Andrée Côté, agente responsable du Programme des femmes de l’Alliance de la Fonction publique du Canada (AFPC), a insisté sur les offensives du gouvernement conservateur visant le démantèlement de l’État providence. Mme Côté remarque que depuis que Stephen Harper est au pouvoir, les organismes représentant les droits des femmes, les organismes de défense des droits de la personne, les groupes environnementaux et le mouvement syndical subissent des compressions budgétaires. Un silence inquiétant émerge de la société civile qui désormais n’a que très peu de voix.

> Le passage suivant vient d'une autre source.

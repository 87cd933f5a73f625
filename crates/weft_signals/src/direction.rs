//! Capability directions for signals
//!
//! Every signal type carries a direction in its type: read-only, write-only,
//! or duplex. Capability checks happen at compile time through the
//! [`CanRead`]/[`CanWrite`] bounds; combining signals narrows or widens the
//! direction through the [`Intersect`] and [`UnionDir`] type operators.

mod sealed {
    pub trait Sealed {}
    impl Sealed for super::ReadOnly {}
    impl Sealed for super::WriteOnly {}
    impl Sealed for super::Duplex {}
}

/// A signal direction marker type.
pub trait Direction: sealed::Sealed + Copy + 'static {}

/// The signal can only be read.
#[derive(Clone, Copy, Debug, Default)]
pub struct ReadOnly;

/// The signal can only be written.
#[derive(Clone, Copy, Debug, Default)]
pub struct WriteOnly;

/// The signal can be read and written.
#[derive(Clone, Copy, Debug, Default)]
pub struct Duplex;

impl Direction for ReadOnly {}
impl Direction for WriteOnly {}
impl Direction for Duplex {}

/// Directions that include the read capability.
pub trait CanRead: Direction {}
impl CanRead for ReadOnly {}
impl CanRead for Duplex {}

/// Directions that include the write capability.
pub trait CanWrite: Direction {}
impl CanWrite for WriteOnly {}
impl CanWrite for Duplex {}

/// A signal with this direction can stand in where `Expected` is required.
///
/// Duplex is compatible with everything; the one-way directions are only
/// compatible with themselves.
pub trait CompatibleWith<Expected: Direction>: Direction {}
impl CompatibleWith<ReadOnly> for ReadOnly {}
impl CompatibleWith<WriteOnly> for WriteOnly {}
impl CompatibleWith<Duplex> for Duplex {}
impl CompatibleWith<ReadOnly> for Duplex {}
impl CompatibleWith<WriteOnly> for Duplex {}

/// Narrow two directions to the capabilities they share.
///
/// There is deliberately no `ReadOnly` x `WriteOnly` case: signals with no
/// common capability cannot be combined, and the missing impl turns that
/// mistake into a compile error.
pub trait Intersect<Other: Direction>: Direction {
    type Output: Direction;
}
impl Intersect<ReadOnly> for ReadOnly {
    type Output = ReadOnly;
}
impl Intersect<Duplex> for ReadOnly {
    type Output = ReadOnly;
}
impl Intersect<WriteOnly> for WriteOnly {
    type Output = WriteOnly;
}
impl Intersect<Duplex> for WriteOnly {
    type Output = WriteOnly;
}
impl Intersect<ReadOnly> for Duplex {
    type Output = ReadOnly;
}
impl Intersect<WriteOnly> for Duplex {
    type Output = WriteOnly;
}
impl Intersect<Duplex> for Duplex {
    type Output = Duplex;
}

/// Widen two directions to the union of their capabilities.
pub trait UnionDir<Other: Direction>: Direction {
    type Output: Direction;
}
impl UnionDir<ReadOnly> for ReadOnly {
    type Output = ReadOnly;
}
impl UnionDir<WriteOnly> for ReadOnly {
    type Output = Duplex;
}
impl UnionDir<Duplex> for ReadOnly {
    type Output = Duplex;
}
impl UnionDir<ReadOnly> for WriteOnly {
    type Output = Duplex;
}
impl UnionDir<WriteOnly> for WriteOnly {
    type Output = WriteOnly;
}
impl UnionDir<Duplex> for WriteOnly {
    type Output = Duplex;
}
impl UnionDir<ReadOnly> for Duplex {
    type Output = Duplex;
}
impl UnionDir<WriteOnly> for Duplex {
    type Output = Duplex;
}
impl UnionDir<Duplex> for Duplex {
    type Output = Duplex;
}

Tout comme dans d’autres domaines, le gouvernement canadien, qui attire désormais l’attention au niveau international pour ses attaques sur le droit d’association du mouvement syndical, agit à coup de lois. Dans le projet de loi C-10, il y a eu d’importantes modifications dans la Loi sur le contrôle des dépenses qui s’adresse à la Fonction publique fédérale, notamment en ce qui a trait aux augmentations salariales des travailleurs et travailleuses. En limitant les augmentations salariales possibles, Andrée Côté affirme qu’il s’agit d’« une attaque frontale contre le droit des syndiqués de négocier des conventions collectives », ce qui porte atteinte à la liberté d’association. Les travailleurs et travailleuses ont le droit de « négocier avec l’employeur leurs conditions de travail » en se regroupant ensemble. Leur imposer des limites à ces négociations vient à brimer cette liberté.

Grève étudiante et droit d’association

Finalement, dans un discours moins juridique, mais rafraîchissant, Natasha Labrèche, du comité légal de l’Association pour une solidarité syndicale étudiante (ASSÉ), a parlé de l’expérience de grève étudiante de l’ASSÉ et de sa Coalition large, la CLASSE. Revenant sur les différents processus, elle affirme que la démocratie directe est imparfaite, mais elle a la qualité d’être inclusive. C’est cette façon de procéder aurait permis une mobilisation importante d’étudiant-e-s. Pour Mme Labrèche, le droit d’association des différentes associations étudiantes est légitime et passe par-dessus le droit individuel des étudiant-e-s. Après tout, la grève a été faite dans une perspective d’amélioration des conditions étudiantes des prochaines générations, et non dans un but purement individualiste. L’appui populaire dont a joui le mouvement étudiant a également grandement contribué à sa durée dans le temps.

Le bulletin sur le droit d’association de la Ligue des droits et libertés propose de nombreux textes intéressants sur les luttes environnementales, la lutte pour la syndicalisation des dépanneurs Couche-Tard, sur les travailleuses domestiques, les travailleurs agricoles migrants, sur le droit au logement et plus encore.